The experience of the last global financial and economic crisis in 2008–2009 allows us to conjecture that, in the new upheaval, Russia will be hit harder than other countries. The prospects of even a partial recovery of global oil prices are dubious, accumulated financial reserves will be shrinking rapidly, the timeframe for Russia’s economy returning to the global average growth rate will be revised, and the threat of Russia being pushed on to the periphery of the global economy will remain. Accordingly, there is an emerging threat of Russia’s defence and foreign policy resource base shrinking, and that includes support for Russia’s allies and partners, funding for international organizations, and Russia’s participation in cost-intensive multilateral initiatives (such as implementing the Paris Climate Agreement). If the country’s current socio-economic model remains unchanged in the post-crisis world, the consequences for the “national brand” will be no less significant.
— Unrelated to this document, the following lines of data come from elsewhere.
//! Campaign orchestration.
//!
//! A campaign generates a batch of CFGs, samples directions per graph, emits
//! programs in the selected mode, executes them through a [`ProgramRunner`],
//! compares observed paths against the oracle, and records every failure as
//! a bug report. Runner failures never abort the campaign.

mod directories;
mod report;
mod runner;

pub use directories::TestDirectories;
pub use report::{BugReport, FailureKind};
pub use runner::{CommandRunner, ProgramRunner, RunOutcome, RunRequest};

use std::fs;
use std::path::PathBuf;

use chrono::Utc;
use rand::rngs::StdRng;
use rand::SeedableRng;
use tracing::{debug, info, warn};

use crate::cfg::expected_path;
use crate::emit::{glsl_shader_test, SourceProgram};
use crate::error::{Result, RunFailure};
use crate::generator::{generate_batch, sample_direction_set, CfgSource};
use crate::lang::{CodeType, Language};

/// Which side of the pass/fail divide tidying removes.
#[derive(Debug, Clone, Copy, PartialEq, Eq)]
pub enum TidyMode {
    /// Remove artifacts of passing tests, keeping only failures for triage.
    Working,
    /// Remove artifacts of failing tests, keeping a passing test suite.
    NonWorking,
}

impl std::str::FromStr for TidyMode {
    type Err = String;

    fn from_str(value: &str) -> std::result::Result<Self, Self::Err> {
        match value.to_ascii_lowercase().as_str() {
            "working" => Ok(TidyMode::Working),
            "non-working" | "non_working" => Ok(TidyMode::NonWorking),
            other => Err(format!(
                "invalid tidy mode: {other}. Choose from: working, non-working"
            )),
        }
    }
}

/// Full campaign configuration, mirroring the CLI surface.
#[derive(Debug, Clone)]
pub struct CampaignConfig {
    /// Emission target.
    pub language: Language,
    /// Emission mode.
    pub code_type: CodeType,
    /// Generator-configuration source.
    pub cfg_source: CfgSource,
    /// Number of graphs to generate.
    pub no_of_graphs: usize,
    /// Number of directions vectors per graph.
    pub no_of_paths: usize,
    /// Master seed; a random one is drawn when absent.
    pub seed: Option<u64>,
    /// Minimum expansion depth.
    pub min_depth: usize,
    /// Maximum expansion depth.
    pub max_depth: usize,
    /// Campaign output root.
    pub output_folder: PathBuf,
    /// Optional wasm-opt level (WebAssembly only).
    pub opt_level: Option<String>,
    /// Whether to tidy artifacts after testing.
    pub tidy: bool,
    /// What tidying removes.
    pub tidy_mode: TidyMode,
    /// Emit and persist everything but skip external execution.
    pub dry_run: bool,
}

/// Aggregate counts of one campaign run.
#[derive(Debug, Clone, Default)]
pub struct CampaignSummary {
    /// Graphs generated (may fall short on generation timeout).
    pub graphs: usize,
    /// Total (graph, path) pairs tested or dry-emitted.
    pub paths_tested: usize,
    /// Runner failures recorded.
    pub failures: usize,
    /// Written bug report files.
    pub bug_reports: Vec<PathBuf>,
}

/// Run a campaign to completion.
///
/// Runner failures are recorded and skipped past; only infrastructure
/// errors (I/O, generator bugs, emission contract violations) abort.
///
/// # Errors
///
/// Returns an error on I/O failure or on a core bug surfaced through the
/// generator or emitter.
pub fn run_campaign(
    config: &CampaignConfig,
    runner: &dyn ProgramRunner,
) -> Result<CampaignSummary> {
    let seed = config.seed.unwrap_or_else(rand::random);
    info!(seed, language = %config.language, code_type = %config.code_type, "starting campaign");

    let directories = TestDirectories::create(&config.output_folder)?;
    let batch = generate_batch(
        seed,
        config.no_of_graphs,
        config.cfg_source,
        config.language,
        config.min_depth,
        config.max_depth,
    )
    .map_err(crate::error::Error::from)?;
    if batch.timed_out {
        warn!(collected = batch.cfgs.len(), "graph generation timed out early");
    }

    let mut summary = CampaignSummary {
        graphs: batch.cfgs.len(),
        ..CampaignSummary::default()
    };

    for (graph_index, cfg) in batch.cfgs.iter().enumerate() {
        let cfg_file = directories.cfg_file(graph_index);
        cfg.to_record().save(&cfg_file)?;

        let mut paths_rng = StdRng::seed_from_u64(seed.wrapping_add(graph_index as u64 + 1));
        let paths = match sample_direction_set(cfg, &mut paths_rng, config.no_of_paths) {
            Ok((paths, aborted)) => {
                if aborted {
                    debug!(graph = graph_index, found = paths.len(), "path set cut short");
                }
                paths
            }
            Err(error) => {
                warn!(graph = graph_index, %error, "skipping graph without terminating paths");
                continue;
            }
        };
        fs::write(
            directories.directions_file(graph_index),
            serde_json::to_string_pretty(&paths)?,
        )?;

        let mut graph_passed = true;
        let mut per_graph_artifacts: Vec<PathBuf> = Vec::new();
        let mut per_path_artifacts: Vec<(usize, Vec<PathBuf>, bool)> = Vec::new();

        // One program per graph for the global-array mode; one per path for
        // the modes that embed the directions.
        let shared_program = if config.code_type == CodeType::GlobalArray {
            let program =
                SourceProgram::generate(cfg, config.language, config.code_type, None)?;
            let path = directories.program_file(
                config.language,
                graph_index,
                None,
                program.extension(),
            );
            fs::write(&path, &program.source)?;
            per_graph_artifacts.push(path.clone());
            Some((program, path))
        } else {
            None
        };

        for (path_index, directions) in paths.iter().enumerate() {
            let mut artifacts: Vec<PathBuf> = Vec::new();
            let (program, source_path) = match &shared_program {
                Some((program, path)) => (program.clone(), path.clone()),
                None => {
                    let program = SourceProgram::generate(
                        cfg,
                        config.language,
                        config.code_type,
                        Some(directions),
                    )?;
                    let path = directories.program_file(
                        config.language,
                        graph_index,
                        Some(path_index),
                        program.extension(),
                    );
                    fs::write(&path, &program.source)?;
                    artifacts.push(path.clone());
                    (program, path)
                }
            };

            let expected: Vec<u32> = expected_path(cfg, directions)
                .map_err(crate::error::Error::from)?
                .iter()
                .map(|id| id.raw())
                .collect();

            summary.paths_tested += 1;
            if config.dry_run {
                per_path_artifacts.push((path_index, artifacts, true));
                continue;
            }

            // GLSL executes through a per-path shadertrap script.
            let run_path = if config.language == Language::Glsl {
                let script = glsl_shader_test(&program, cfg, directions)?;
                let script_path = directories.program_file(
                    config.language,
                    graph_index,
                    Some(path_index),
                    "shadertrap",
                );
                fs::write(&script_path, script)?;
                artifacts.push(script_path.clone());
                script_path
            } else {
                source_path
            };

            let run_directions: &[u32] = if config.code_type == CodeType::GlobalArray {
                directions
            } else {
                &[]
            };
            let outcome = runner.run(&RunRequest {
                program: &program,
                source_path: &run_path,
                directions: run_directions,
            });

            let failure = classify(outcome, &expected);
            let path_passed = failure.is_none();
            if let Some(failure) = failure {
                graph_passed = false;
                summary.failures += 1;
                let report = build_report(
                    config,
                    graph_index,
                    path_index,
                    &cfg_file,
                    directions,
                    &expected,
                    &failure,
                );
                let bug_file = directories.bug_file(config.language, graph_index, path_index);
                report.save(&bug_file)?;
                summary.bug_reports.push(bug_file);
                info!(graph = graph_index, path = path_index, %failure, "recorded bug");
            }
            per_path_artifacts.push((path_index, artifacts, path_passed));
        }

        tidy(config, &directories, graph_passed, &per_graph_artifacts, &per_path_artifacts, graph_index);
    }

    info!(
        graphs = summary.graphs,
        paths = summary.paths_tested,
        failures = summary.failures,
        "campaign finished"
    );
    Ok(summary)
}

/// Turn a run outcome into the failure to record, if any.
fn classify(outcome: RunOutcome, expected: &[u32]) -> Option<RunFailure> {
    match outcome {
        RunOutcome::Verified => None,
        RunOutcome::ObservedPath(observed) => {
            if observed == expected {
                None
            } else {
                Some(RunFailure::PathMismatch {
                    expected: expected.to_vec(),
                    observed,
                })
            }
        }
        RunOutcome::Failed(failure) => Some(failure),
    }
}

fn build_report(
    config: &CampaignConfig,
    graph_index: usize,
    path_index: usize,
    cfg_file: &std::path::Path,
    directions: &[u32],
    expected: &[u32],
    failure: &RunFailure,
) -> BugReport {
    let observed = match failure {
        RunFailure::PathMismatch { observed, .. } => Some(observed.clone()),
        _ => None,
    };
    BugReport {
        kind: FailureKind::from(failure),
        detail: failure.to_string(),
        language: config.language,
        code_type: config.code_type,
        graph_index,
        path_index,
        cfg_file: cfg_file.to_path_buf(),
        directions: directions.to_vec(),
        expected_path: expected.to_vec(),
        observed_path: observed,
        recorded_at: Utc::now(),
    }
}

fn tidy(
    config: &CampaignConfig,
    directories: &TestDirectories,
    graph_passed: bool,
    per_graph_artifacts: &[PathBuf],
    per_path_artifacts: &[(usize, Vec<PathBuf>, bool)],
    graph_index: usize,
) {
    if !config.tidy || config.dry_run {
        return;
    }
    let removes = |passed: bool| match config.tidy_mode {
        TidyMode::Working => passed,
        TidyMode::NonWorking => !passed,
    };

    for (_, artifacts, passed) in per_path_artifacts {
        if removes(*passed) {
            for artifact in artifacts {
                directories.remove_file(artifact);
            }
        }
    }
    if removes(graph_passed) {
        for artifact in per_graph_artifacts {
            directories.remove_file(artifact);
        }
        directories.remove_file(&directories.cfg_file(graph_index));
        directories.remove_file(&directories.directions_file(graph_index));
    }
}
The Rise of Isolationism in Russia

Russian society’s initial reaction to Moscow’s efforts to assist several foreign states (from Italy to Venezuela) was mixed. In general, however, the pandemic is certainly boosting isolationist sentiments and reducing public support for an active and energetic foreign policy. Previously, the public saw demonstration of Russia’s presence in the Middle East, Africa, and Latin America as an affirmation of it as a “superpower”, which was perceived in a solely positive light. Now, this presence is, with increasing frequency, viewed as an unfounded waste of shrinking resources. It may be concluded that, given the pandemic, the so-called “Crimean consensus” is becoming entirely ineffective, and it is becoming harder and harder to justify Russia’s foreign policy in the eyes of the country’s population.

The Harsh Bipolarity of the Post-Virus World

The COVID-19 pandemic has evidently accelerated the shaping of the new US-China bipolarity. The recently-launched electoral campaign in the US is marked by Trump and Biden outdoing each other in demonstrating their harsh attitude toward Beijing. The confrontation between the two states is undermining the effectiveness of the UN Security Council, the WHO, G20 and other international organizations. The emerging rigid bipolarity carries systemic risks for all participants in global relations; Russia, additionally, faces other specific threats. The growing asymmetry between the Moscow and Beijing potentials is becoming increasingly visible and cooperation with China’s real or potential opponents (such as India, Vietnam or even Japan) more and more problematic.

P.S.

“Never waste a good crisis”: this paradoxical adage credited to Winston Churchill is relevant today as never before. Neither Russia nor other states should waste the systemic global crisis triggered by the coronavirus pandemic. A crisis does not give anyone grounds for crossing out their past mistakes or forgetting their past achievements. Yet a crisis is not just a convenient pretext but also a solid reason for shaking up one’s old foreign political “wardrobe.” Close scrutiny is certain to reveal things that are moth-eaten, no longer fit, or are simply no longer fashionable.